Integrated multi-omics analysis describes immune profiles in ischemic heart failure and identifies PTN as a novel biomarker.

作者信息

Xiong Ting, Li Quhuan, Wang Yifan, Kong Ying, Li Hailin, Liu Jie, Wu Yueheng, Zhang Fengxia

机构信息

School of Bioscience and Bioengineering, South China University of Technology, Guangzhou, China.

Department of Cardiovascular Surgery, Guangdong Cardiovascular Institute, Guangdong Provincial People's Hospital (Guangdong Academy of Medical Sciences), Southern Medical University, Guangzhou, Guangdong, China.

出版信息

Front Mol Biosci. 2024 Dec 11;11:1524827. doi: 10.3389/fmolb.2024.1524827. eCollection 2024.
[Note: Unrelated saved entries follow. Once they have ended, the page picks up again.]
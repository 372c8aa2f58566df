//! snapcart-ai library interface
//!
//! Photo → shopping search term inference, exposed for the binary and for
//! integration testing.

pub mod api;
pub mod config;
pub mod db;
pub mod error;
pub mod extractors;
pub mod fusion;
pub mod services;
pub mod types;
pub mod utils;
pub mod workflow;

pub use crate::error::{ApiError, ApiResult};

use axum::extract::DefaultBodyLimit;
use axum::Router;
use chrono::{DateTime, Utc};
use services::StoreLinks;
use sqlx::SqlitePool;
use std::sync::Arc;
use tokio::sync::RwLock;
use tower_http::trace::TraceLayer;
use workflow::InferencePipeline;

/// Largest accepted photo upload
pub const MAX_UPLOAD_BYTES: usize = 16 * 1024 * 1024;

/// Application state shared across handlers
#[derive(Clone)]
pub struct AppState {
    /// Product database
    pub db: SqlitePool,
    /// Search-only pipeline
    pub quick: Arc<InferencePipeline>,
    /// Pipeline with category guess
    pub catalog: Arc<InferencePipeline>,
    /// Store search link builder
    pub links: Arc<StoreLinks>,
    /// Service startup timestamp for uptime tracking
    pub startup_time: DateTime<Utc>,
    /// Last error for diagnostic purposes
    pub last_error: Arc<RwLock<Option<String>>>,
}

impl AppState {
    pub fn new(
        db: SqlitePool,
        quick: InferencePipeline,
        catalog: InferencePipeline,
        links: StoreLinks,
    ) -> Self {
        Self {
            db,
            quick: Arc::new(quick),
            catalog: Arc::new(catalog),
            links: Arc::new(links),
            startup_time: Utc::now(),
            last_error: Arc::new(RwLock::new(None)),
        }
    }

    /// Remember an error for `/health`
    pub async fn record_error(&self, message: &str) {
        *self.last_error.write().await = Some(message.to_string());
    }
}

/// Build application router
pub fn build_router(state: AppState) -> Router {
    Router::new()
        .merge(api::health_routes())
        .merge(api::infer_routes())
        .merge(api::product_routes())
        .layer(DefaultBodyLimit::max(MAX_UPLOAD_BYTES))
        .layer(TraceLayer::new_for_http())
        .with_state(state)
}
DOI:10.3389/fmolb.2024.1524827
PMID:39722892
原文链接:https://pmc.ncbi.nlm.nih.gov/articles/PMC11668632/
Abstract

INTRODUCTION

Heart failure is a leading global cause of mortality, with ischemic heart failure (IHF) being a major contributor. IHF is primarily driven by coronary artery disease, and its underlying mechanisms are not fully understood, particularly the role of immune responses and inflammation in cardiac muscle remodeling. This study aims to elucidate the immune landscape of heart failure using multi-omics data to identify biomarkers for preventing cardiac fibrosis and disease progression.

METHODS

We utilized multi-omics data to elucidate the intricate immune landscape of heart failure at various regulatory levels. Given the substantial size of our transcriptomic dataset, we used diverse machine learning techniques to identify key mRNAs. For smaller datasets such as our proteomic dataset, we applied multilevel data cleansing and enhancement using principles from network biology. This comprehensive analysis led to the development of a scalable, integrated -omics analysis pipeline.

RESULTS

Pleiotrophin (PTN) had shown significant upregulation in multiple datasets and the activation of various molecules associated with dysplastic cardiac remodeling. By synthesizing these data with experimental validations, PTN was identified as a potential biomarker.

DISCUSSION

The present study not only provides a comprehensive perspective on immune dynamics in IHF but also offers valuable insights for the identification of biomarkers, discovery of therapeutic targets, and development of drugs.

摘要

引言

心力衰竭是全球主要的死亡原因,缺血性心力衰竭(IHF)是主要促成因素。IHF主要由冠状动脉疾病驱动,其潜在机制尚未完全了解,尤其是免疫反应和炎症在心肌重塑中的作用。本研究旨在利用多组学数据阐明心力衰竭的免疫格局,以识别预防心脏纤维化和疾病进展的生物标志物。

方法

我们利用多组学数据在各个调控水平阐明心力衰竭复杂的免疫格局。鉴于我们转录组数据集的规模庞大,我们使用了多种机器学习技术来识别关键mRNA。对于像我们蛋白质组数据集这样较小的数据集,我们应用网络生物学原理进行多级数据清理和增强。这种全面分析促成了一个可扩展的综合组学分析流程的开发。

结果

多效生长因子(PTN)在多个数据集中显示出显著上调,并且与发育异常的心脏重塑相关的各种分子被激活。通过将这些数据与实验验证相结合,PTN被确定为一种潜在的生物标志物。

讨论

本研究不仅提供了关于IHF免疫动态的全面观点,还为生物标志物的识别、治疗靶点的发现和药物的开发提供了有价值的见解。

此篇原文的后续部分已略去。